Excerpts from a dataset
===============

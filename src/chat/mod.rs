//! Chat proxy
//!
//! Assembles the fixed domain-restricted preamble plus truncated caller
//! history into an upstream conversation. The vendor client sits behind
//! [`ChatModel`] so it can be swapped or stubbed in tests.

pub mod gemini;

use thiserror::Error;

use crate::models::chat::{ChatMessage, ChatTurn};

/// Most recent history turns forwarded upstream.
pub const HISTORY_WINDOW: usize = 6;

/// Domain restriction applied to every conversation.
pub const SYSTEM_PROMPT: &str = "You are an FWI (Fire Weather Index) assistant. \
You only answer questions about the Fire Weather Index system: its components \
(FFMC, DMC, DC, ISI, BUI, FWI), how the index is computed from weather and \
fuel-moisture inputs, its standard risk bands (low below 5.2, moderate 5.2 to \
11.2, high 11.2 to 21.3, very high 21.3 to 38.0, extreme above 38.0), and \
wildfire safety practices. If asked about anything unrelated, politely decline \
and steer the conversation back to fire weather topics.";

/// Canned model turn completing the preamble.
const ACKNOWLEDGMENT: &str = "Understood. I will only discuss the Fire Weather \
Index system, its components and risk levels, and wildfire safety. How can I \
help?";

#[derive(Debug, Error)]
pub enum ChatError {
    #[error("request failed: {0}")]
    Transport(String),

    #[error("API returned {0}")]
    Api(String),

    #[error("empty response from model")]
    EmptyResponse,
}

/// Narrow upstream interface: one conversation in, generated text out.
#[axum::async_trait]
pub trait ChatModel: Send + Sync {
    async fn generate(&self, conversation: &[ChatMessage]) -> Result<String, ChatError>;
}

/// Preamble, then the last [`HISTORY_WINDOW`] history turns, then the new
/// message. The caller has already rejected blank messages.
pub fn build_conversation(history: &[ChatTurn], message: &str) -> Vec<ChatMessage> {
    let mut conversation = Vec::with_capacity(history.len().min(HISTORY_WINDOW) + 3);
    conversation.push(ChatMessage::user(SYSTEM_PROMPT));
    conversation.push(ChatMessage::assistant(ACKNOWLEDGMENT));

    let start = history.len().saturating_sub(HISTORY_WINDOW);
    for turn in &history[start..] {
        let message = if turn.is_user {
            ChatMessage::user(turn.text.clone())
        } else {
            ChatMessage::assistant(turn.text.clone())
        };
        conversation.push(message);
    }

    conversation.push(ChatMessage::user(message));
    conversation
}

#[cfg(test)]
mod tests {
    use super::*;
    use crate::models::chat::ChatRole;

    fn history_of(len: usize) -> Vec<ChatTurn> {
        (0..len)
            .map(|i| ChatTurn {
                is_user: i % 2 == 0,
                text: format!("turn {}", i),
            })
            .collect()
    }

    #[test]
    fn test_preamble_and_message_only() {
        let conversation = build_conversation(&[], "What is FFMC?");

        assert_eq!(conversation.len(), 3);
        assert_eq!(conversation[0].role, ChatRole::User);
        assert_eq!(conversation[0].text, SYSTEM_PROMPT);
        assert_eq!(conversation[1].role, ChatRole::Assistant);
        assert_eq!(conversation[2], ChatMessage::user("What is FFMC?"));
    }

    #[test]
    fn test_history_truncated_to_window() {
        let conversation = build_conversation(&history_of(10), "next question");

        // 2 preamble + 6 history + 1 new message
        assert_eq!(conversation.len(), 9);
        // Only the most recent turns survive
        assert_eq!(conversation[2].text, "turn 4");
        assert_eq!(conversation[7].text, "turn 9");
        assert_eq!(conversation[8].text, "next question");
    }

    #[test]
    fn test_short_history_kept_whole() {
        let conversation = build_conversation(&history_of(3), "q");

        assert_eq!(conversation.len(), 6);
        assert_eq!(conversation[2].text, "turn 0");
    }

    #[test]
    fn test_role_mapping() {
        let history = vec![
            ChatTurn {
                is_user: true,
                text: "hello".to_string(),
            },
            ChatTurn {
                is_user: false,
                text: "hi there".to_string(),
            },
        ];
        let conversation = build_conversation(&history, "q");

        assert_eq!(conversation[2].role, ChatRole::User);
        assert_eq!(conversation[3].role, ChatRole::Assistant);
    }
}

===============

→ WHAT YOU NEED TO DO: Repeat the data in its entirety, exactly as written.

→ EXERCISE ANSWER:
filename src/chat/mod.rs
//! Chat proxy
//!
//! Assembles the fixed domain-restricted preamble plus truncated caller
//! history into an upstream conversation. The vendor client sits behind
//! [`ChatModel`] so it can be swapped or stubbed in tests.

pub mod gemini;

use thiserror::Error;

use crate::models::chat::{ChatMessage, ChatTurn};

/// Most recent history turns forwarded upstream.
pub const HISTORY_WINDOW: usize = 6;

/// Domain restriction applied to every conversation.
pub const SYSTEM_PROMPT: &str = "You are an FWI (Fire Weather Index) assistant. \
You only answer questions about the Fire Weather Index system: its components \
(FFMC, DMC, DC, ISI, BUI, FWI), how the index is computed from weather and \
fuel-moisture inputs, its standard risk bands (low below 5.2, moderate 5.2 to \
11.2, high 11.2 to 21.3, very high 21.3 to 38.0, extreme above 38.0), and \
wildfire safety practices. If asked about anything unrelated, politely decline \
and steer the conversation back to fire weather topics.";

/// Canned model turn completing the preamble.
const ACKNOWLEDGMENT: &str = "Understood. I will only discuss the Fire Weather \
Index system, its components and risk levels, and wildfire safety. How can I \
help?";

#[derive(Debug, Error)]
pub enum ChatError {
    #[error("request failed: {0}")]
    Transport(String),

    #[error("API returned {0}")]
    Api(String),

    #[error("empty response from model")]
    EmptyResponse,
}

/// Narrow upstream interface: one conversation in, generated text out.
#[axum::async_trait]
pub trait ChatModel: Send + Sync {
    async fn generate(&self, conversation: &[ChatMessage]) -> Result<String, ChatError>;
}

/// Preamble, then the last [`HISTORY_WINDOW`] history turns, then the new
/// message. The caller has already rejected blank messages.
pub fn build_conversation(history: &[ChatTurn], message: &str) -> Vec<ChatMessage> {
    let mut conversation = Vec::with_capacity(history.len().min(HISTORY_WINDOW) + 3);
    conversation.push(ChatMessage::user(SYSTEM_PROMPT));
    conversation.push(ChatMessage::assistant(ACKNOWLEDGMENT));

    let start = history.len().saturating_sub(HISTORY_WINDOW);
    for turn in &history[start..] {
        let message = if turn.is_user {
            ChatMessage::user(turn.text.clone())
        } else {
            ChatMessage::assistant(turn.text.clone())
        };
        conversation.push(message);
    }

    conversation.push(ChatMessage::user(message));
    conversation
}

#[cfg(test)]
mod tests {
    use super::*;
    use crate::models::chat::ChatRole;

    fn history_of(len: usize) -> Vec<ChatTurn> {
        (0..len)
            .map(|i| ChatTurn {
                is_user: i % 2 == 0,
                text: format!("turn {}", i),
            })
            .collect()
    }

    #[test]
    fn test_preamble_and_message_only() {
        let conversation = build_conversation(&[], "What is FFMC?");

        assert_eq!(conversation.len(), 3);
        assert_eq!(conversation[0].role, ChatRole::User);
        assert_eq!(conversation[0].text, SYSTEM_PROMPT);
        assert_eq!(conversation[1].role, ChatRole::Assistant);
        assert_eq!(conversation[2], ChatMessage::user("What is FFMC?"));
    }

    #[test]
    fn test_history_truncated_to_window() {
        let conversation = build_conversation(&history_of(10), "next question");

        // 2 preamble + 6 history + 1 new message
        assert_eq!(conversation.len(), 9);
        // Only the most recent turns survive
        assert_eq!(conversation[2].text, "turn 4");
        assert_eq!(conversation[7].text, "turn 9");
        assert_eq!(conversation[8].text, "next question");
    }

    #[test]
    fn test_short_history_kept_whole() {
        let conversation = build_conversation(&history_of(3), "q");

        assert_eq!(conversation.len(), 6);
        assert_eq!(conversation[2].text, "turn 0");
    }

    #[test]
    fn test_role_mapping() {
        let history = vec![
            ChatTurn {
                is_user: true,
                text: "hello".to_string(),
            },
            ChatTurn {
                is_user: false,
                text: "hi there".to_string(),
            },
        ];
        let conversation = build_conversation(&history, "q");

        assert_eq!(conversation[2].role, ChatRole::User);
        assert_eq!(conversation[3].role, ChatRole::Assistant);
    }
}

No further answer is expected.